Pendant ce temps, le maître de chai et son caviste, Marius Pacurar, débranchent le tuyau de la vanne et installent une trémie sous la porte de la cuve qu’ils raccordent au tuyau d’aspiration. Marius ouvre la porte et se met à extraire le marc à l’aide d’un croc. La trémie se remplit. Cette fois, Philippe Marcotte a fixé le temps d’aspiration à 5 secondes. Le temps de vidange reste le même : une seconde.
Xavier Jaubert, directeur des Vignobles Jaubert, nous rejoint, curieux de voir le déroulement de l’opération. «Normalement, on utilise une pompe à marc pour décuver, mais quand on a entendu parler de cet outil, on a demandé à l’essayer, surtout pour des questions de pénibilité et de sécurité», précise-t-il.
Reste que la cuve est grande. Très vite, Marius n’arrive plus à atteindre le restant de marc. Il n’y échappe pas : il doit entrer dans la cuve pour finir de la vider. Comme il ne ménage pas sa peine, la trémie se remplit plus vite qu’elle ne se vide. «Le débit est trop lent», nous confie-t-il. Xavier Jaubert tempère : «Il faudrait une trémie plus grande. Mais c’est bien plus sûr qu’une pompe à marc.»
Un autre vigneron nous rejoint, Julien Luro, installé à Targon : « Cette année, on a décuvé toutes nos cuves à deux, il me manquait un salarié. J’ai fini avec un gros mal de dos. Ce matériel m’intéresse : il est plus sûr qu’une pompe à marc et rend le décuvage moins pénible. Alors je suis venu le voir.»

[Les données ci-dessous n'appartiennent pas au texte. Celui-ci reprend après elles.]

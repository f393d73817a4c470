mod upstream_forwarder;

pub use upstream_forwarder::UpstreamForwarder;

Soudain, les choses se grippent. L’aspiration ne fonctionne plus. Le verdict tombe : «Il y a un bouchon dans les tuyaux», rapporte Mathieu Boudoux, en nous assurant qu’il rencontre cette difficulté pour la première fois après plusieurs essais sans accroc. Seule solution pour l’évacuer : pousser à l’eau avec un furet.
11 heures. Le tuyau est débouché. Le décuvage reprend mais, cette fois, Xavier Jaubert veut tester la canne d’aspiration. Il débranche la trémie et raccorde la canne au tuyau pour aller aspirer le marc comme on aspirerait la poussière sur un parquet. «La canne est en aluminium, elle est légère», garantit Mathieu Boudoux. «C’est très facile d’utilisation et maniable, apprécie Xavier Jaubert. En revanche, on perd un peu de temps avec cette aspiration cyclique. Le débit de chantier est insuffisant pour la taille de notre structure.»

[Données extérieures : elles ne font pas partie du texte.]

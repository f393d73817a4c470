mod resolve_query;

pub use resolve_query::ResolveQueryUseCase;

Un nouveau bouchon viendra clôturer cette journée de test. Le soir même, Mathieu Boudoux trouvera l’origine de la panne : un défaut d’étanchéité provoqué par une soudure défaillante au niveau de l’aspirateur. «C’est réglé, nous avons ressoudé la plaque en question. C’est aussi à cela que servent les tests», conclut-il.

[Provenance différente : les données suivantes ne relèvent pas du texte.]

use serde::{Deserialize, Serialize};
use std::collections::BTreeMap;
use std::net::IpAddr;
use std::path::{Path, PathBuf};

use super::errors::ConfigError;
use super::forwarding::ForwardingConfig;
use super::logging::LoggingConfig;
use super::records::RecordDescriptor;
use super::server::ServerConfig;

/// Configured records keyed by bare domain name (no trailing dot)
pub type Records = BTreeMap<String, RecordDescriptor>;

/// Main configuration structure
///
/// Loaded once at startup and handed to the components that need it; nothing
/// reads it through global state.
#[derive(Debug, Clone, PartialEq, Eq, Deserialize, Serialize)]
pub struct Config {
    /// Upstream forwarding for unknown names
    #[serde(default)]
    pub forwarding: ForwardingConfig,

    /// Listener address and port
    #[serde(default)]
    pub server: ServerConfig,

    /// Logging configuration
    #[serde(default)]
    pub logging: LoggingConfig,

    /// Static zone
    #[serde(default)]
    pub records: Records,
}

impl Default for Config {
    fn default() -> Self {
        let mut records = Records::new();
        records.insert(
            "test.com".to_string(),
            RecordDescriptor::new("A", "127.0.0.1").with_ttl(600),
        );
        records.insert(
            "www.test.com".to_string(),
            RecordDescriptor::new("CNAME", "test.com").with_ttl(600),
        );
        records.insert(
            "mail.test.com".to_string(),
            RecordDescriptor::new("MX", "mail.somehost.com")
                .with_priority(10)
                .with_ttl(60),
        );

        Self {
            forwarding: ForwardingConfig::default(),
            server: ServerConfig::default(),
            logging: LoggingConfig::default(),
            records,
        }
    }
}

impl Config {
    /// Default config location: `$HOME/.devdns/config.json`, falling back to
    /// `./devdns.json` when no home directory is known.
    pub fn default_path() -> PathBuf {
        match std::env::var_os("HOME") {
            Some(home) if !home.is_empty() => {
                PathBuf::from(home).join(".devdns").join("config.json")
            }
            _ => PathBuf::from("devdns.json"),
        }
    }

    /// Load configuration from `path` and apply command-line overrides
    pub fn load(path: &Path, cli_overrides: CliOverrides) -> Result<Self, ConfigError> {
        let mut config = Self::from_file(path)?;
        config.apply_cli_overrides(cli_overrides);
        Ok(config)
    }

    /// Load configuration from a specific file
    pub fn from_file(path: &Path) -> Result<Self, ConfigError> {
        let contents = std::fs::read_to_string(path)
            .map_err(|e| ConfigError::NotFound(path.display().to_string(), e.to_string()))?;
        Self::from_json(&contents)
    }

    pub fn from_json(contents: &str) -> Result<Self, ConfigError> {
        serde_json::from_str(contents).map_err(|e| ConfigError::Malformed(e.to_string()))
    }

    pub fn to_pretty_json(&self) -> Result<String, ConfigError> {
        serde_json::to_string_pretty(self).map_err(|e| ConfigError::Serialize(e.to_string()))
    }

    /// Apply command-line overrides to configuration
    fn apply_cli_overrides(&mut self, overrides: CliOverrides) {
        if let Some(bind) = overrides.bind_address {
            self.server.bind_address = bind;
        }
        if let Some(port) = overrides.port {
            self.server.port = port;
        }
        if let Some(level) = overrides.log_level {
            self.logging.level = level;
        }
    }

    /// Checks that would make the listener fail to start.
    ///
    /// Record descriptors are deliberately not checked here; see
    /// [`Config::unsupported_records`].
    pub fn validate(&self) -> Result<(), ConfigError> {
        let bind = self.server.bind_address.trim();
        if !bind.is_empty() && bind.parse::<IpAddr>().is_err() {
            return Err(ConfigError::Validation(format!(
                "bind_address '{}' is not an IP address",
                bind
            )));
        }
        if self.forwarding.enabled && self.forwarding.timeout_ms == 0 {
            return Err(ConfigError::Validation(
                "forwarding.timeout_ms cannot be 0".to_string(),
            ));
        }
        Ok(())
    }

    /// Records whose `type` will be rejected when queried
    pub fn unsupported_records(&self) -> Vec<(&str, &RecordDescriptor)> {
        self.records
            .iter()
            .filter(|(_, record)| record.kind().is_err())
            .map(|(domain, record)| (domain.as_str(), record))
            .collect()
    }

    /// Save configuration to file, creating parent directories
    pub fn save(&self, path: &Path) -> Result<(), ConfigError> {
        let json = self.to_pretty_json()?;
        if let Some(parent) = path.parent().filter(|p| !p.as_os_str().is_empty()) {
            std::fs::create_dir_all(parent)
                .map_err(|e| ConfigError::FileWrite(path.display().to_string(), e.to_string()))?;
        }
        std::fs::write(path, json)
            .map_err(|e| ConfigError::FileWrite(path.display().to_string(), e.to_string()))?;
        Ok(())
    }
}

/// Command-line overrides for configuration
#[derive(Debug, Default)]
pub struct CliOverrides {
    pub bind_address: Option<String>,
    pub port: Option<u16>,
    pub log_level: Option<String>,
}
pub mod forwarding;
pub mod load_balancer;
pub mod server;
pub mod transport;

pub use forwarding::{DnsForwarder, UpstreamEndpoint};
pub use load_balancer::FailoverStrategy;
pub use server::DnsServerHandler;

Malgré ces fausses notes, Xavier Jaubert reste enthousiaste : «Le système me plaît beaucoup pour des questions de sécurité et de pénibilité : on ne travaille plus avec une pompe à marc et on peut évacuer le marc sans pelleter. Je réfléchis à m’en servir également pour encuver. Reste à améliorer le débit de chantier.»
Pour cet outil, il faudra compter environ 25 000 € HT. Son lancement officiel est prévu fin novembre au Sitevi et, d’ici là, Mathieu Boudoux promet des améliorations à découvrir sur le salon.
Le lendemain de notre visite, Rémi Lamerat, du domaine Grand Jour, à Yvrac, a testé l’aspirateur à vendange de Cefinox. Au menu : décuvage d’une cuve de 70 hl et d’un garde-vin de 30 hl. Et pour cet ancien rugbyman du XV de France, l’essai est transformé ! « Nous avons mis 45 min pour la première cuve et 30 pour le garde-vin, indique le vigneron. L’aspiration a très bien fonctionné. » Et après la dégustation, le verdict est sans appel. « Les presses sont bien plus qualitatives qu’avec une pompe à marc. Le raisin est moins trituré et on a moins de tanins agressifs. Certes, le débit de chantier est moindre qu’avec une pompe à marc, mais on gagne du temps au nettoyage : il suffit de rincer la ligne à l’eau. Sans compter que l’on utilise moins d’eau. »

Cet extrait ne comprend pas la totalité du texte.